Carpal tunnel syndrome (CTS) is a medical condition which causes tingling, numbness and pain in your hand and fingers. This is due to compression of the median nerve which travels through the wrists.


Carpel Tunnel syndrome is mainly caused by:

  • Repetitive motions: typing, using a mouse, or any motions of the wrist that you do over and over. The risk of CTS especially increases when your hands are positioned lower than your wrists, during activities.

Other causes include conditions like hypothyroidism, obesity, rheumatoid arthritis and diabetes.

What Happens in Severe Cases?

As carpal tunnel syndrome becomes more severe, you may have less grip strength because the muscles in your hands tend to shrink. Pain and muscle cramping will also become worse. The median nerve will begin to lose function because of the irritation or pressure around it. This leads to:

  • Slower nerve impulses
  • Loss of feeling in the fingers
  • A loss of strength and coordination, especially the ability to use your thumb to pinch

You could end up with permanent muscle damage and lose complete function in your hands.
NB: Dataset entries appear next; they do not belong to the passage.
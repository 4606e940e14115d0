//! API request handlers

mod broadcasts;
mod health;

pub use broadcasts::*;
pub use health::*;
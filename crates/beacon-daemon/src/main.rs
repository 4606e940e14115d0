//! Beacon Daemon - Broadcast discovery service
//!
//! The daemon provides:
//! - REST API for broadcaster registration, heartbeat and deregistration
//! - Directory listing for consumers
//! - Liveness monitoring of broadcasters that stop heartbeating

use beacon_daemon::error::{DaemonError, DaemonResult};
use beacon_daemon::{DaemonConfig, Server};
use clap::Parser;
use tracing_subscriber::{layer::SubscriberExt, util::SubscriberInitExt};

/// Beacon Daemon CLI
#[derive(Parser)]
#[command(name = "beacond")]
#[command(about = "Beacon - Live broadcast discovery service", long_about = None)]
#[command(version)]
struct Cli {
    /// Configuration file path
    #[arg(short, long, env = "BEACON_CONFIG")]
    config: Option<String>,

    /// Listen address (overrides the configuration file)
    #[arg(short, long, env = "BEACON_LISTEN_ADDR")]
    listen: Option<String>,

    /// Log level (overrides the configuration file)
    #[arg(long, env = "BEACON_LOG_LEVEL")]
    log_level: Option<String>,

    /// Enable JSON logging
    #[arg(long, env = "BEACON_LOG_JSON")]
    json: bool,
}

#[tokio::main]
async fn main() -> DaemonResult<()> {
    let cli = Cli::parse();

    // Load configuration
    let mut config = DaemonConfig::load(cli.config.as_deref())
        .map_err(|e| DaemonError::Config(e.to_string()))?;

    // Override with CLI args
    if let Some(listen) = cli.listen {
        config.server.listen_addr = listen
            .parse()
            .map_err(|e| DaemonError::Config(format!("Invalid listen address: {}", e)))?;
    }
    if let Some(level) = cli.log_level {
        config.logging.level = level;
    }
    config.logging.json |= cli.json;

    // Initialize tracing
    let env_filter = tracing_subscriber::EnvFilter::try_from_default_env()
        .unwrap_or_else(|_| config.logging.level.clone().into());

    if config.logging.json {
        tracing_subscriber::registry()
            .with(env_filter)
            .with(tracing_subscriber::fmt::layer().json())
            .init();
    } else {
        tracing_subscriber::registry()
            .with(env_filter)
            .with(tracing_subscriber::fmt::layer())
            .init();
    }

    tracing::info!(
        version = env!("CARGO_PKG_VERSION"),
        listen = %config.server.listen_addr,
        liveness_timeout_secs = config.registry.liveness_timeout_secs,
        sweep_interval_secs = config.registry.sweep_interval_secs,
        stale_policy = ?config.registry.stale_policy,
        list_inactive = config.registry.list_inactive,
        "Starting beacon daemon"
    );

    Server::new(config).run().await
}
//! Error types for beacon-daemon

use axum::{
    http::StatusCode,
    response::{IntoResponse, Response},
    Json,
};
use beacon_registry::RegistryError;
use serde::Serialize;
use thiserror::Error;

/// Daemon-level errors
#[derive(Debug, Error)]
pub enum DaemonError {
    /// Configuration error
    #[error("Configuration error: {0}")]
    Config(String),

    /// Server startup error
    #[error("Server error: {0}")]
    Server(String),

    /// IO error
    #[error("IO error: {0}")]
    Io(#[from] std::io::Error),
}

/// API-specific errors
#[derive(Debug, Error)]
pub enum ApiError {
    /// Resource not found
    #[error("{0}")]
    NotFound(String),

    /// Bad request
    #[error("{0}")]
    BadRequest(String),

    /// Internal error
    #[error("Internal error: {0}")]
    Internal(String),
}

impl From<RegistryError> for ApiError {
    fn from(err: RegistryError) -> Self {
        match err {
            RegistryError::Validation(msg) => ApiError::BadRequest(msg),
            RegistryError::NotFound(msg) => ApiError::NotFound(msg),
            RegistryError::Internal(msg) => ApiError::Internal(msg),
        }
    }
}

/// Error response body
#[derive(Debug, Serialize)]
pub struct ErrorResponse {
    pub error: String,
}

impl ApiError {
    pub fn status(&self) -> StatusCode {
        match self {
            ApiError::NotFound(_) => StatusCode::NOT_FOUND,
            ApiError::BadRequest(_) => StatusCode::BAD_REQUEST,
            ApiError::Internal(_) => StatusCode::INTERNAL_SERVER_ERROR,
        }
    }
}

impl IntoResponse for ApiError {
    fn into_response(self) -> Response {
        let status = self.status();
        if status.is_server_error() {
            tracing::error!(error = %self, "Request failed");
        }

        let body = ErrorResponse {
            error: self.to_string(),
        };

        (status, Json(body)).into_response()
    }
}

/// Result type alias for API operations
pub type ApiResult<T> = Result<T, ApiError>;

/// Result type alias for daemon operations
pub type DaemonResult<T> = Result<T, DaemonError>;

#[cfg(test)]
mod tests {
    use super::*;

    #[test]
    fn test_api_error_status_codes() {
        assert_eq!(
            ApiError::NotFound("test".to_string()).into_response().status(),
            StatusCode::NOT_FOUND
        );
        assert_eq!(
            ApiError::BadRequest("test".to_string()).into_response().status(),
            StatusCode::BAD_REQUEST
        );
        assert_eq!(
            ApiError::Internal("test".to_string()).into_response().status(),
            StatusCode::INTERNAL_SERVER_ERROR
        );
    }

    #[test]
    fn test_registry_errors_map_to_api_errors() {
        assert!(matches!(
            ApiError::from(RegistryError::broadcast_not_found()),
            ApiError::NotFound(msg) if msg == "Broadcast not found"
        ));
        assert!(matches!(
            ApiError::from(RegistryError::Validation("Missing stream_url".into())),
            ApiError::BadRequest(_)
        ));
        assert!(matches!(
            ApiError::from(RegistryError::Internal("boom".into())),
            ApiError::Internal(_)
        ));
    }
}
TIPS: What Can you Do to Help ?

Start making lifestyle changes. If your symptoms are due to repetitive motion, there are several steps that you can take to minimize the symptoms. These include:

  • Correctly align your hands and wrists while working (Keep your wrists straight).
  • Avoid flexing and extending your wrists repeatedly.
  • Talk to your doctor about strengthening exercises or stretches that may help.
  • Try to arrange your workspace in a way that minimizes discomfort (contact facilities).
  • Take more frequent breaks or do a bit less of the activity that causes you pain (e.g. make a phone call instead of sending an email).

Further Treatment:

Immobilization: Your doctor may have you use a splint to keep your wrists from moving. The splint will help to lessen the pressure on the nerves and get rid of the numbness or tingling, by giving your median nerve a rest.

Medication: Your doctor may prescribe anti-inflammatory medication or steroid shots to reduce swelling.

Surgery: If none of the above treatments work, an operation may be an option. Talk to your doctor about it.